=== Task requirements ===
Take every line of the material below that includes the string "toast" and copy it out.

=== Provided information ===
/// Redraw every analytics chart from `data`; each canvas keeps one chart
fn draw_charts(ctx: &AppContext, data: &AnalyticsData) {
    let labels = chart_labels(ctx);
    let mut charts = ctx.charts.borrow_mut();
    let mut results = Vec::with_capacity(ANALYTICS_CANVASES.len());

    if let Some(trends) = &data.trends {
        let series = TrendSeries::align(&trends.income_trends, &trends.expense_trends);
        results.push((TRENDS_CANVAS, charts.create_trend_chart(TRENDS_CANVAS, &series, &labels)));
    }
    if let Some(categories) = &data.categories {
        let slices = chart_data::category_slices(&categories.categories);
        results.push((
            CATEGORY_CANVAS,
            charts.create_category_chart(CATEGORY_CANVAS, &slices, &labels),
        ));
    }
    if let Some(monthly) = &data.monthly {
        let series = MonthlySeries::from_entries(&monthly.monthly_comparison);
        results.push((
            MONTHLY_CANVAS,
            charts.create_monthly_comparison_chart(MONTHLY_CANVAS, &series, &labels),
        ));
    }
    if let Some(overview) = &data.overview {
        let slices = chart_data::balance_slices(&overview.summary, &labels.income, &labels.expense);
        results.push((
            BALANCE_CANVAS,
            charts.create_balance_chart(BALANCE_CANVAS, &slices, &labels),
        ));
    }

    for (canvas_id, result) in results {
        if let Err(e) = result {
            tracing::warn!(canvas_id, error = %e, "failed to draw chart");
        }
    }
}

/// Analytics page state on top of the session-wide filter.
///
/// Loads overview, trends, category breakdown and the monthly comparison in
/// parallel and redraws the charts whenever any of them changes.
#[hook]
pub fn use_analytics(filter: Rc<RefCell<AnalyticsFilter>>) -> UseAnalyticsResult {
    let ctx = use_context::<AppContext>().expect("AppContext not found");
    let data = use_reducer(AnalyticsData::default);
    let loading = use_state(|| false);
    let loads = use_mut_ref(AnalyticsLoads::default);
    // re-render after the shared filter was mutated
    let revision = use_state(|| 0u32);

    let bump = {
        let revision = revision.clone();
        move || revision.set(*revision + 1)
    };

    let load_all = use_callback(
        (ctx.clone(), data.dispatcher(), loading.clone()),
        {
            let filter = Rc::clone(&filter);
            let loads = Rc::clone(&loads);
            move |_: (), (ctx, data, loading)| {
                let snapshot = filter.borrow().clone();
                if let Err(e) = snapshot.ready_to_load() {
                    ctx.toast(ToastKind::Error, ctx.t(e.message_key()));
                    return;
                }

                let ctx = ctx.clone();
                let data = data.clone();
                let loading = loading.clone();
                let loads = Rc::clone(&loads);
                let months = ctx.config.monthly_comparison_months;
                let ticket = ctx.ticket();
                let token = loads.borrow_mut().issue_all();
                loading.set(true);
                tracing::debug!(period = %snapshot.period(), "loading analytics");

                spawn_local(async move {
                    let overview_query = snapshot.overview_query();
                    let trends_query = snapshot.trends_query(GroupBy::Day);
                    let categories_query = snapshot.categories_query();
                    let monthly_query = monthly_comparison_query(months);
                    let (overview, trends, categories, monthly) = futures::join!(
                        ctx.api.analytics_overview(&overview_query),
                        ctx.api.analytics_trends(&trends_query),
                        ctx.api.analytics_categories(&categories_query),
                        ctx.api.monthly_comparison(&monthly_query),
                    );
                    if !ctx.is_current(&ticket) || !loads.borrow().accepts_panels(&token) {
                        tracing::debug!(period = %snapshot.period(), "dropping superseded analytics");
                        return;
                    }
                    let categories_current = loads.borrow().accepts_categories(&token);

                    let mut failure = None;
                    let overview = keep_first_error(overview, &mut failure);
                    let trends = keep_first_error(trends, &mut failure);
                    let categories = if categories_current {
                        keep_first_error(categories, &mut failure)
                    } else {
                        None
                    };
                    let monthly = keep_first_error(monthly, &mut failure);
                    if let Some(e) = failure {
                        ctx.report_error(&e, "messages.load_failed");
                    }
                    data.dispatch(AnalyticsUpdate::Panels {
                        overview,
                        trends,
                        categories,
                        monthly,
                    });
                    loading.set(false);
                });
            }
        },
    );

    let load_categories = use_callback((ctx.clone(), data.dispatcher()), {
        let filter = Rc::clone(&filter);
        let loads = Rc::clone(&loads);
        move |_: (), (ctx, data)| {
            let snapshot = filter.borrow().clone();
            if snapshot.ready_to_load().is_err() {
                return;
            }
            let ctx = ctx.clone();
            let data = data.clone();
            let loads = Rc::clone(&loads);
            let ticket = ctx.ticket();
            let token = loads.borrow_mut().issue_categories();
            spawn_local(async move {
                let result = ctx.api.analytics_categories(&snapshot.categories_query()).await;
                if !ctx.is_current(&ticket) || !loads.borrow().accepts_categories(&token) {
                    return;
                }
                match result {
                    Ok(response) => data.dispatch(AnalyticsUpdate::Categories(response)),
                    Err(e) => ctx.report_error(&e, "messages.load_failed"),
                }
            });
        }
    });

    {
        let load_all = load_all.clone();
        use_effect_with((), move |_| {
            load_all.emit(());
            || ()
        });
    }

    {
        let ctx = ctx.clone();
        use_effect_with(((*data).clone(), ctx.language), move |(data, _)| {
            draw_charts(&ctx, data);
            || ()
        });
    }

    let on_period_change = {
        let filter = Rc::clone(&filter);
        let load_all = load_all.clone();
        let bump = bump.clone();
        Callback::from(move |e: Event| {
            let select: HtmlSelectElement = e.target_unchecked_into();
            let Some(period) = Period::parse(&select.value()) else {
                return;
            };
            let load_now = filter.borrow_mut().select_period(period);
            bump();
            if load_now {
                load_all.emit(());
            }
        })
    };

    let on_start_change = {
        let filter = Rc::clone(&filter);
        let bump = bump.clone();
        Callback::from(move |e: Event| {
            let input: HtmlInputElement = e.target_unchecked_into();
            filter
                .borrow_mut()
                .set_custom_start(date_utils::from_input_value(&input.value()));
            bump();
        })
    };

    let on_end_change = {
        let filter = Rc::clone(&filter);
        let bump = bump.clone();
        Callback::from(move |e: Event| {
            let input: HtmlInputElement = e.target_unchecked_into();
            filter
                .borrow_mut()
                .set_custom_end(date_utils::from_input_value(&input.value()));
            bump();
        })
    };

    let apply_custom_range = {
        let load_all = load_all.clone();
        Callback::from(move |_| load_all.emit(()))
    };

    let on_category_type_change = {
        let filter = Rc::clone(&filter);
        let bump = bump.clone();
        Callback::from(move |e: Event| {
            let select: HtmlSelectElement = e.target_unchecked_into();
            let Ok(category_type) = select.value().parse::<TransactionType>() else {
                return;
            };
            let changed = filter.borrow_mut().select_category_type(category_type);
            bump();
            if changed {
                load_categories.emit(());
            }
        })
    };

    let export = use_callback(ctx.clone(), {
        let filter = Rc::clone(&filter);
        move |format: ExportFormat, ctx| {
            let snapshot = filter.borrow().clone();
            if let Err(e) = snapshot.ready_to_load() {
                ctx.toast(ToastKind::Error, ctx.t(e.message_key()));
                return;
            }
            let ctx = ctx.clone();
            spawn_local(async move {
                let body = match ctx.api.export(&snapshot.export_query(format)).await {
                    Ok(body) => body,
                    Err(e) => {
                        ctx.report_error(&e, "messages.export_failed");
                        return;
                    }
                };
                let saved = export_file(format, body)
                    .map_err(|e| e.to_string())
                    .and_then(|file| {
                        download::download_text(&file.content, &file.filename, file.mime_type)
                    });
                match saved {
                    Ok(()) => ctx.toast(ToastKind::Success, ctx.t("messages.export_success")),
                    Err(e) => {
                        tracing::warn!(format = format.as_str(), error = %e, "export failed");
                        ctx.toast(ToastKind::Error, ctx.t("messages.export_failed"));
                    }
                }
            });
        }
    });

    let export_charts = use_callback(ctx.clone(), |_: (), ctx| {
        let timestamp = date_utils::timestamp_millis();
        let charts = ctx.charts.borrow();
        let mut exported = 0;
        for canvas_id in ANALYTICS_CANVASES {
            if !charts.contains(canvas_id) {
                continue;
            }
            match charts.export_chart(canvas_id, &format!("{canvas_id}_{timestamp}.png")) {
                Ok(()) => exported += 1,
                Err(e) => tracing::warn!(canvas_id, error = %e, "chart export failed"),
            }
        }
        if exported > 0 {
            ctx.toast(ToastKind::Success, ctx.t("messages.charts_exported"));
        } else {
            ctx.toast(ToastKind::Error, ctx.t("messages.export_failed"));
        }
    });

    let state = AnalyticsState {
        filter: filter.borrow().clone(),
        data: (*data).clone(),
        loading: *loading,
    };

    let actions = UseAnalyticsActions {
        on_period_change,
        on_start_change,
        on_end_change,
        apply_custom_range,
        on_category_type_change,
        export,
        export_charts,
    };

    UseAnalyticsResult { state, actions }
}
use shared::{Pagination, SortField, Transaction, TransactionQuery, TransactionType};
use wasm_bindgen_futures::spawn_local;
use web_sys::HtmlSelectElement;
use yew::prelude::*;

use crate::context::AppContext;

#[derive(Clone)]
pub struct TransactionState {
    pub transactions: Vec<Transaction>,
    pub pagination: Pagination,
    pub query: TransactionQuery,
    pub loading: bool,
}

pub struct UseTransactionsResult {
    pub state: TransactionState,
    pub actions: UseTransactionsActions,
}

#[derive(Clone)]
pub struct UseTransactionsActions {
    pub refresh_transactions: Callback<()>,
    pub on_type_filter_change: Callback<Event>,
    pub on_sort_change: Callback<Event>,
    pub toggle_sort_order: Callback<()>,
    pub previous_page: Callback<()>,
    pub next_page: Callback<()>,
}

/// Paged, filtered and sorted transaction list.
///
/// Any change to the query refetches; filter and sort changes go back to
/// the first page.
#[hook]
pub fn use_transactions(initial: TransactionQuery) -> UseTransactionsResult {
    let ctx = use_context::<AppContext>().expect("AppContext not found");
    let transactions = use_state(Vec::<Transaction>::new);
    let pagination = use_state(Pagination::default);
    let query = use_state(move || initial);
    let loading = use_state(|| true);
    // bumped to refetch with an unchanged query
    let reload = use_state(|| 0u32);

    {
        let ctx = ctx.clone();
        let transactions = transactions.clone();
        let pagination = pagination.clone();
        let loading = loading.clone();
        use_effect_with(((*query).clone(), *reload), move |(query, _)| {
            let query = query.clone();
            let ticket = ctx.ticket();
            loading.set(true);

            spawn_local(async move {
                let result = ctx.api.transactions(&query).await;
                if !ctx.is_current(&ticket) {
                    return;
                }
                match result {
                    Ok(data) => {
                        transactions.set(data.transactions);
                        pagination.set(data.pagination);
                    }
                    Err(e) => ctx.report_error(&e, "messages.load_failed"),
                }
                loading.set(false);
            });
            || ()
        });
    }

    let refresh_transactions = use_callback(reload.clone(), |_: (), reload| {
        reload.set(**reload + 1);
    });

    let on_type_filter_change = use_callback(query.clone(), |e: Event, query| {
        let select: HtmlSelectElement = e.target_unchecked_into();
        let transaction_type = select.value().parse::<TransactionType>().ok();
        query.set(TransactionQuery {
            transaction_type,
            page: 1,
            ..(**query).clone()
        });
    });

    let on_sort_change = use_callback(query.clone(), |e: Event, query| {
        let select: HtmlSelectElement = e.target_unchecked_into();
        if let Some(sort_by) = SortField::parse(&select.value()) {
            query.set(TransactionQuery {
                sort_by,
                page: 1,
                ..(**query).clone()
            });
        }
    });

    let toggle_sort_order = use_callback(query.clone(), |_: (), query| {
        query.set(TransactionQuery {
            sort_order: query.sort_order.toggled(),
            page: 1,
            ..(**query).clone()
        });
    });

    let previous_page = use_callback(
        (query.clone(), pagination.clone()),
        |_: (), (query, pagination)| {
            if pagination.has_prev && query.page > 1 {
                query.set(TransactionQuery {
                    page: query.page - 1,
                    ..(**query).clone()
                });
            }
        },
    );

    let next_page = use_callback(
        (query.clone(), pagination.clone()),
        |_: (), (query, pagination)| {
            if pagination.has_next {
                query.set(TransactionQuery {
                    page: query.page + 1,
                    ..(**query).clone()
                });
            }
        },
    );

    let state = TransactionState {
        transactions: (*transactions).clone(),
        pagination: (*pagination).clone(),
        query: (*query).clone(),
        loading: *loading,
    };

    let actions = UseTransactionsActions {
        refresh_transactions,
        on_type_filter_change,
        on_sort_change,
        toggle_sort_order,
        previous_page,
        next_page,
    };

    UseTransactionsResult { state, actions }
}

=== Reply to the task ===
                    ctx.toast(ToastKind::Error, ctx.t(e.message_key()));
                ctx.toast(ToastKind::Error, ctx.t(e.message_key()));
                    Ok(()) => ctx.toast(ToastKind::Success, ctx.t("messages.export_success")),
                        ctx.toast(ToastKind::Error, ctx.t("messages.export_failed"));
            ctx.toast(ToastKind::Success, ctx.t("messages.charts_exported"));
            ctx.toast(ToastKind::Error, ctx.t("messages.export_failed"));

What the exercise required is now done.